Bobby Jones

Personal information
- Born: October 28, 1912 California, United States
- Died: March 9, 1938 (aged 25) San Ysidro, California, United States
- Resting place: Calvary Cemetery (Los Angeles)
- Occupation: Jockey

Horse racing career
- Sport: Horse racing

Major racing wins
- Fairmount Derby (1929) Joliet Stakes (1931) Hopeful Stakes (1932) Arlington Futurity (1932, 1934) Arlington Classic (1933) Arlington Lassie (1933) Belmont Futurity Stakes (1933) Eastern Shore Handicap (1933) Fashion Stakes (1933) Sanford Stakes (1933) Travers Stakes (1933) Queens County Handicap (1934) Metropolitan Handicap (1934) Withers Stakes (1934) Santa Margarita Handicap (1936) American Triple Crown wins: Preakness Stakes (1934)

Racing awards
- United States Champion Jockey by wins (1926) Leading jockey at Arlington Park (1931) United States Champion Jockey by earnings (1933)

Significant horses
- High Quest, Inlander, Ladysman, Singing Wood

= Robert Jones (jockey) =

American jockey (1912–1938)

Robert "Bobby" Jones (October 28, 1912 – March 9, 1938) was an American two-time National Champion jockey in Thoroughbred horse racing.

From San Ysidro, California, Bobby Jones was the son of Alfred L. Jones, who was involved in horse racing and who raised Thoroughbreds.

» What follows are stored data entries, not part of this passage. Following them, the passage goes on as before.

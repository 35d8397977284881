//! Test fixtures and factory functions for upstream payloads.
//!
//! Shapes mirror the WaniKani v2 resources closely enough for the client to
//! decode them; fields the service ignores are left out.

use serde_json::{json, Value};

/// `data` block for `GET /user`.
pub fn user(username: &str, level: i64) -> Value {
    json!({
        "username": username,
        "level": level,
        "profile_url": format!("https://www.wanikani.com/users/{username}"),
        "subscription": { "active": true, "max_level_granted": 60 }
    })
}

/// Kanji summary resource as returned in a `/subjects` collection.
pub fn kanji(id: i64, level: i64, characters: &str, meaning: &str, reading: &str) -> Value {
    json!({
        "id": id,
        "object": "kanji",
        "data": {
            "level": level,
            "characters": characters,
            "meanings": [{ "meaning": meaning, "primary": true }],
            "readings": [{ "reading": reading, "primary": true }]
        }
    })
}

/// Radical resource without characters, so the slug stands in.
pub fn radical(id: i64, level: i64, slug: &str) -> Value {
    json!({
        "id": id,
        "object": "radical",
        "data": {
            "level": level,
            "characters": null,
            "slug": slug,
            "meanings": [{ "meaning": slug, "primary": true }]
        }
    })
}

/// Full vocabulary resource as returned by `GET /subjects/{id}`.
pub fn vocabulary_detail(id: i64, level: i64, characters: &str, parts_of_speech: &[&str]) -> Value {
    json!({
        "id": id,
        "object": "vocabulary",
        "data": {
            "level": level,
            "characters": characters,
            "meanings": [{ "meaning": format!("meaning {id}"), "primary": true }],
            "readings": [{ "reading": format!("よみ{id}"), "primary": true }],
            "component_subject_ids": [id + 1000],
            "meaning_mnemonic": format!("Remember {characters}."),
            "reading_mnemonic": "Say it out loud.",
            "context_sentences": [{ "ja": format!("{characters}です。"), "en": "It is that." }],
            "parts_of_speech": parts_of_speech
        }
    })
}

/// Assignment resource linking a subject to its SRS stage.
pub fn assignment(id: i64, subject_id: i64, subject_type: &str, srs_stage: i64) -> Value {
    json!({
        "id": id,
        "object": "assignment",
        "data": {
            "subject_id": subject_id,
            "subject_type": subject_type,
            "srs_stage": srs_stage,
            "available_at": "2025-01-01T00:00:00.000000Z",
            "unlocked_at": "2024-12-01T00:00:00.000000Z",
            "started_at": if srs_stage > 0 { Some("2024-12-02T00:00:00.000000Z") } else { None },
            "passed_at": null,
            "burned_at": null
        }
    })
}

/// Review assignment available at `available_at`.
pub fn review(id: i64, subject_id: i64, srs_stage: i64, available_at: &str) -> Value {
    json!({
        "id": id,
        "object": "assignment",
        "data": {
            "subject_id": subject_id,
            "subject_type": "kanji",
            "srs_stage": srs_stage,
            "available_at": available_at
        }
    })
}

/// Vocabulary details for a run of ids, with the characters `語{id}`.
pub fn vocabulary_batch(ids: &[i64]) -> Vec<Value> {
    ids.iter()
        .map(|&id| vocabulary_detail(id, 1, &format!("語{id}"), &["noun"]))
        .collect()
}
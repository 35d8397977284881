pub mod config;
pub mod db;
pub mod error;
pub mod models;
pub mod routes;
pub mod services;

use std::sync::Arc;

use axum::{
    routing::{get, post},
    Router,
};
use tower::ServiceBuilder;
use tower_http::cors::CorsLayer;
use tower_http::trace::TraceLayer;
use tracing_subscriber::{layer::SubscriberExt, util::SubscriberInitExt};

use crate::config::AppConfig;
use crate::db::Database;
use crate::services::details::DetailSynchronizer;
use crate::services::wanikani::WaniKaniClient;

/// Shared application state
#[derive(Clone)]
pub struct AppState {
    pub db: Arc<Database>,
    pub upstream: Arc<WaniKaniClient>,
    pub details: DetailSynchronizer,
}

impl AppState {
    pub fn new(db: Arc<Database>, upstream: Arc<WaniKaniClient>, config: &AppConfig) -> Self {
        let details =
            DetailSynchronizer::new(db.clone(), upstream.clone(), config.detail_fetch_delay);
        Self {
            db,
            upstream,
            details,
        }
    }
}

/// Build the full router
pub fn router(state: AppState) -> Router {
    Router::new()
        .route("/health", get(health_check))
        .route("/api/user", get(routes::user::get))
        .route("/api/reviews", get(routes::reviews::list))
        .route("/api/subjects", get(routes::subjects::list))
        .route(
            "/api/subject-details",
            get(routes::details::cached).post(routes::details::fetch),
        )
        .route("/api/subject-details/stream", get(routes::details::stream))
        .route("/api/sync", post(routes::sync::force))
        .layer(
            ServiceBuilder::new()
                .layer(TraceLayer::new_for_http())
                .layer(CorsLayer::permissive()),
        )
        .with_state(state)
}

pub async fn run() -> anyhow::Result<()> {
    let config = AppConfig::from_env()?;

    tracing_subscriber::registry()
        .with(tracing_subscriber::EnvFilter::new(
            std::env::var("RUST_LOG").unwrap_or_else(|_| "info".into()),
        ))
        .with(tracing_subscriber::fmt::layer())
        .init();

    if config.api_token.is_none() {
        tracing::warn!("WANIKANI_API_TOKEN is not set; upstream requests will fail");
    }

    tracing::info!("Opening cache database...");
    let db = Database::connect(&config.database_url).await?;

    tracing::info!("Running migrations...");
    db.run_migrations().await?;

    let upstream = WaniKaniClient::new(&config)?;
    let state = AppState::new(Arc::new(db), Arc::new(upstream), &config);

    let app = router(state);
    let addr = config.listen_addr();

    tracing::info!("Starting server on {}", addr);

    let listener = tokio::net::TcpListener::bind(&addr).await?;
    axum::serve(listener, app).await?;

    Ok(())
}

async fn health_check() -> &'static str {
    "OK"
}
pub mod cache;
pub mod details;
pub mod wanikani;
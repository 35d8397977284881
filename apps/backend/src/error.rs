//! Error handling for the backend API

use axum::{
    http::StatusCode,
    response::{IntoResponse, Response},
    Json,
};
use serde::Serialize;
use thiserror::Error;

use crate::services::wanikani::UpstreamError;

/// API error types
#[derive(Debug, Error)]
pub enum ApiError {
    #[error("Database error: {0}")]
    Database(#[from] sqlx::Error),

    #[error("Migration error: {0}")]
    Migration(String),

    #[error("{0}")]
    Upstream(#[from] UpstreamError),

    #[error("Invalid cached data: {0}")]
    InvalidData(#[from] wanikani_core::CoreError),

    #[error("Validation error: {0}")]
    Validation(String),
}

/// Error response body
#[derive(Serialize)]
struct ErrorResponse {
    error: String,
    message: String,
}

impl ApiError {
    fn status_and_kind(&self) -> (StatusCode, &'static str) {
        match self {
            ApiError::Validation(_) => (StatusCode::BAD_REQUEST, "validation_error"),
            ApiError::Upstream(UpstreamError::Auth) => (StatusCode::UNAUTHORIZED, "auth_error"),
            ApiError::Upstream(e) if e.is_rate_limit() => {
                (StatusCode::TOO_MANY_REQUESTS, "rate_limited")
            }
            ApiError::Upstream(UpstreamError::Network(_)) => (StatusCode::BAD_GATEWAY, "network_error"),
            ApiError::Upstream(_) => (StatusCode::BAD_GATEWAY, "upstream_error"),
            ApiError::Database(_) => (StatusCode::INTERNAL_SERVER_ERROR, "database_error"),
            ApiError::Migration(_) => (StatusCode::INTERNAL_SERVER_ERROR, "migration_error"),
            ApiError::InvalidData(_) => (StatusCode::INTERNAL_SERVER_ERROR, "data_error"),
        }
    }
}

impl IntoResponse for ApiError {
    fn into_response(self) -> Response {
        let (status, error_type) = self.status_and_kind();

        if status.is_server_error() {
            tracing::error!(error = %self, "request failed");
        }

        let body = Json(ErrorResponse {
            error: error_type.to_string(),
            message: self.to_string(),
        });

        (status, body).into_response()
    }
}

/// Result type alias for API operations
pub type Result<T> = std::result::Result<T, ApiError>;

Bobby Jones rode professionally at Agua Caliente Racetrack in Tijuana, Mexico but rose to prominence riding at racetracks in Chicago. In 1931 he was a contract jockey for the stable of Mrs. Emil Denemark, and others, and was the leading jockey at Arlington Park. The August 8, 1932, issue of the Chicago Daily Tribune wrote that Jones was considered "one of the greatest jockeys ever to come out of the west." The December 26, 1932, issue of the Tribune reported that he had signed a contract with racing stable owner Willis Sharpe Kilmer that could earn him $50,000 in 1933. While he met with little success riding for the Kilmer stable, Jones had also signed to ride for the Whitney family's famous Greentree Stable in 1933. That year, he led all jockeys in the United States in purse money won, finishing ahead of greats such as Silvio Coucci, Charlie Kurtsinger, Raymond Workman, Wayne Wright, and Mack Garner.

Bobby Jones made three straight appearances in the Kentucky Derby between 1933 and 1935 but finished off the board each time. In 1934 he rode for Isabel Dodge Sloane's Brookmeade Stable and for Liz Whitney. His 1934 successes included a win aboard High Quest in the Preakness Stakes, the second leg of the U.S. Triple Crown series.

Following the building of Santa Anita Racetrack in 1934, Bobby Jones returned to ride in California where he won the 1936 Santa Margarita Invitational Handicap. In 1937 he was competing at Tanforan Racetrack in San Bruno, California, when he was severely injured in a fall. Although he later returned to racing on a limited basis, Jones never fully recovered and in a weakened condition died of pneumonia on March 9, 1938, at his parents' home in San Ysidro.